German mathematician (1833–1902)

Lazarus Immanuel Fuchs (5 May 1833 - 26 April 1902) was a Jewish-German mathematician who made important contributions to the field of linear differential equations. He was born in Moschin in the Grand Duchy of Posen (modern-day Mosina, Poland) and died in Berlin, Germany. He was buried in Schöneberg in the St. Matthew's Cemetery. His grave in section H is preserved and listed as a grave of honour of the State of Berlin.
==Contribution==
He is the eponym of Fuchsian groups and functions, and the Picard–Fuchs equation.
A singular point a of a linear differential equation
$y+p(x)y'+q(x)y=0$
is called Fuchsian if p and q are meromorphic around the point a,
and have poles of orders at most 1 and 2, respectively.
According to a theorem of Fuchs, this condition is necessary and sufficient
for the regularity of the singular point, that is, to ensure the existence
of two linearly independent solutions of the form
 $y_j=\sum_{n=0}^\infty a_{j,n}(x-x_0)^{n+\sigma_j},\quad a_0\ne0\,\quad j=1,2.$
where the exponents $\sigma_j$ can be determined from the equation. In the case when $\sigma_1-\sigma_2$
is an integer this formula has to be modified.

Another well-known result of Fuchs is the Fuchs's conditions, the necessary and sufficient conditions
for the non-linear differential equation of the form
$F\left(\frac{dy}{dz},y,z\right)=0$
to be free of movable singularities.

An interesting remark about him as a teacher during the period of his work at the Heidelberg University pertains to his manner of lecturing: his knowledge of the mathematics he was assigned to teach was so deep that he would not prepare before giving a lecture — he would simply improvise on the spot, while exposing the students to the train of thought taken by mathematicians of the finest degree.

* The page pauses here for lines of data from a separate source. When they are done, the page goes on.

//! Result types handed to the persistence and rendering layers.
//!
//! Everything here is a plain serializable snapshot. A new calculation or a
//! new layout produces a new value; nothing is patched in place.

use crate::content::sections::Section;
use crate::content::tables::{PricingTable, ScopeRow};
use crate::pricing::addons::AddonFrequency;
use serde::{Deserialize, Serialize};

/// Estimated price band around the computed total.
#[derive(Debug, Clone, Copy, PartialEq, Serialize, Deserialize)]
pub struct PriceRange {
    pub low: f64,
    pub high: f64,
}

/// Estimated labor hours per visit.
#[derive(Debug, Clone, Copy, PartialEq, Eq, Serialize, Deserialize)]
pub struct HoursEstimate {
    pub min: u32,
    pub max: u32,
}

/// Units (square feet or windows) a crew clears per hour.
#[derive(Debug, Clone, Copy, PartialEq, Serialize, Deserialize)]
pub struct ProductionRate {
    pub min: f64,
    pub max: f64,
}

/// The rate-table values a price was computed with, so a stored result
/// explains itself after the table changes.
#[derive(Debug, Clone, Copy, PartialEq, Serialize, Deserialize)]
pub struct Assumptions {
    pub labor_rate: f64,
    pub overhead_percentage: f64,
    pub margin_percentage: f64,
    pub production_rate: ProductionRate,
}

/// Output of [`crate::pricing::calculate`].
#[derive(Debug, Clone, Copy, PartialEq, Serialize, Deserialize)]
pub struct PricingResult {
    pub price_range: PriceRange,
    pub hours_estimate: HoursEstimate,
    pub assumptions: Assumptions,
}

/// A charge that does not recur monthly and is listed apart from the
/// monthly total.
#[derive(Debug, Clone, PartialEq, Serialize, Deserialize)]
pub struct OneTimeCharge {
    pub sku: String,
    pub label: String,
    pub frequency: AddonFrequency,
    pub amount: f64,
}

/// Output of [`crate::pricing::summarize_monthly`].
#[derive(Debug, Clone, PartialEq, Serialize, Deserialize)]
pub struct MonthlySummary {
    /// Midpoint of the base price range.
    pub base_monthly: f64,
    /// Sum of every add-on's monthly amount.
    pub addons_monthly: f64,
    pub total_monthly: f64,
    /// Add-ons without a monthly amount, in input order.
    pub one_time_charges: Vec<OneTimeCharge>,
    pub one_time_total: f64,
}

/// Output of [`crate::layout::build_layout`]: everything a proposal template
/// needs to place the AI-generated content on pages.
#[derive(Debug, Clone, Default, PartialEq, Serialize, Deserialize)]
pub struct ProposalLayout {
    /// Every section in document order, synthetic sections included.
    pub sections: Vec<Section>,
    pub introduction: Option<Section>,
    pub scope: Option<Section>,
    pub addons: Option<Section>,
    pub pricing: Option<Section>,
    pub notes: Option<Section>,
    /// Scope table rows split into page-sized chunks. Empty when the scope
    /// section has no readable table.
    pub scope_pages: Vec<Vec<ScopeRow>>,
    pub pricing_table: Option<PricingTable>,
}

impl ProposalLayout {
    /// Number of pages the scope table occupies.
    pub fn scope_page_count(&self) -> usize {
        self.scope_pages.len()
    }
}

Lazarus Fuchs was the father of Richard Fuchs, a German mathematician.

== Selected works ==
- Über Funktionen zweier Variabeln, welche durch Umkehrung der Integrale zweier gegebener Funktionen entstehen, Göttingen 1881.
- Zur Theorie der linearen Differentialgleichungen, Berlin 1901.
- Gesammelte Werke, Hrsg. von Richard Fuchs und Ludwig Schlesinger. 3 Bde. Berlin 1904–1909.